Putting people who can't reasonably establish a physical and/or mental inability to support themselves (in which case they should be under some sort of care) on a lifetime vacation, money for nothing and the cheques are free, is stupid on so many levels you could spend months pointing it out. The assumption that they're "not capable of any better" is demeaning, insulting, and treats them as though they were born with some inferior grade of DNA. It's pretty bad when a kid with Downe's Syndrome can find a way to hold down an ordinary job and pay most of his own way through life, but somebody who is perfectly healthy physically and mentally apparently isn't "capable of doing anything". A refugee from another country can land here not able to even speak English, without a pot to piss in, and make a success of themselves in the space of a decade through sheer hard work and effort, and yet people born here aren't capable of doing anything more than hang around in the 'hood..
I have seen too many fine, outstanding ordinary people come from a position of disadvantage and build successful, contributing lives for themselves out of nothing to ever buy into the idea that others really are doing their best, but it's just hopeless.
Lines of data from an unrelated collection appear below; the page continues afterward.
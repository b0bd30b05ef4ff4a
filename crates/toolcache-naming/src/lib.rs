//! Build-cache directory naming
//!
//! Every installed toolchain version keeps its build caches in directories
//! whose names encode the target they were built for:
//!
//! ```text
//! go-build-<os>-<arch>[-<abi>]*[-exp-<experiments>][-cgo-<hash>]
//! ```
//!
//! A bare `go-build` is the legacy layout that predates architecture
//! qualification. Decoding never fails: tokens that do not belong to the
//! target's ABI vocabulary are dropped, so names written by newer tools
//! still classify.

mod abi;
mod name;

pub use abi::{AbiMap, ArchFamily, EXPERIMENT_KEY};
pub use name::{
    decode, encode, is_build_cache_name, BuildCacheName, DecodedName, Target,
    BUILD_CACHE_PREFIX, FINGERPRINT_PREFIX_LEN, MODULE_CACHE_DIR,
};
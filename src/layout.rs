//! On-disk layout of an installation root
//!
//! ```text
//! <root>/
//!   versions/<version>/
//!     bin/go
//!     go-build[-<os>-<arch>...]/
//!     go-mod/
//!   shared/go-mod/
//! ```

use std::fs;
use std::path::{Path, PathBuf};

use toolcache_naming::MODULE_CACHE_DIR;

use crate::entry::compare_versions;

/// Version label for the root-level shared module cache.
pub const SHARED_VERSION_LABEL: &str = "shared";

/// Paths inside an installation root
#[derive(Debug, Clone, PartialEq, Eq)]
pub struct Layout {
    root: PathBuf,
}

impl Layout {
    pub fn new(root: impl Into<PathBuf>) -> Self {
        Self { root: root.into() }
    }

    pub fn root(&self) -> &Path {
        &self.root
    }

    pub fn versions_dir(&self) -> PathBuf {
        self.root.join("versions")
    }

    pub fn version_dir(&self, version: &str) -> PathBuf {
        self.versions_dir().join(version)
    }

    /// Per-version module cache location.
    pub fn module_cache(&self, version: &str) -> PathBuf {
        self.version_dir(version).join(MODULE_CACHE_DIR)
    }

    /// Module cache shared by all versions.
    pub fn shared_module_cache(&self) -> PathBuf {
        self.root.join("shared").join(MODULE_CACHE_DIR)
    }

    /// Toolchain binary of an installed version.
    pub fn go_binary(&self, version: &str) -> PathBuf {
        let name = if cfg!(windows) { "go.exe" } else { "go" };
        self.version_dir(version).join("bin").join(name)
    }

    /// Installed versions, oldest first. A missing `versions/` yields none.
    pub fn installed_versions(&self) -> Vec<String> {
        let entries = match fs::read_dir(self.versions_dir()) {
            Ok(entries) => entries,
            Err(_) => return Vec::new(),
        };

        let mut versions: Vec<String> = entries
            .flatten()
            .filter(|e| e.file_type().map(|t| t.is_dir()).unwrap_or(false))
            .filter_map(|e| e.file_name().to_str().map(str::to_string))
            .filter(|name| !name.starts_with('.'))
            .collect();
        versions.sort_by(|a, b| compare_versions(a, b));
        versions
    }
}

#[cfg(test)]
mod tests {
    use super::*;
    use tempfile::TempDir;

    #[test]
    fn test_paths() {
        let layout = Layout::new("/opt/goenv");
        assert_eq!(layout.version_dir("1.22.1"), PathBuf::from("/opt/goenv/versions/1.22.1"));
        assert_eq!(
            layout.module_cache("1.22.1"),
            PathBuf::from("/opt/goenv/versions/1.22.1/go-mod")
        );
        assert_eq!(layout.shared_module_cache(), PathBuf::from("/opt/goenv/shared/go-mod"));
    }

    #[test]
    fn test_installed_versions_sorted() {
        let temp = TempDir::new().unwrap();
        let layout = Layout::new(temp.path());
        for v in ["1.10.1", "1.9.7", "1.21.0", ".tmp"] {
            fs::create_dir_all(layout.version_dir(v)).unwrap();
        }
        fs::write(layout.versions_dir().join("README"), "x").unwrap();

        assert_eq!(layout.installed_versions(), vec!["1.9.7", "1.10.1", "1.21.0"]);
    }

    #[test]
    fn test_no_versions_dir() {
        let temp = TempDir::new().unwrap();
        assert!(Layout::new(temp.path()).installed_versions().is_empty());
    }
}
They may not become household names, they may never own a vacation home at the ski resort where the ski bums flock to spend their welfare cheques as part of their helpless and hopeless existence, but they support themselves and they contribute to the fabric of their communities. As good examples, if nothing else.
If people want dole out their money for nothing to others, that's fine. But don't try and get the government to force all of us to fund lazy slugs while telling us they simply have no other options.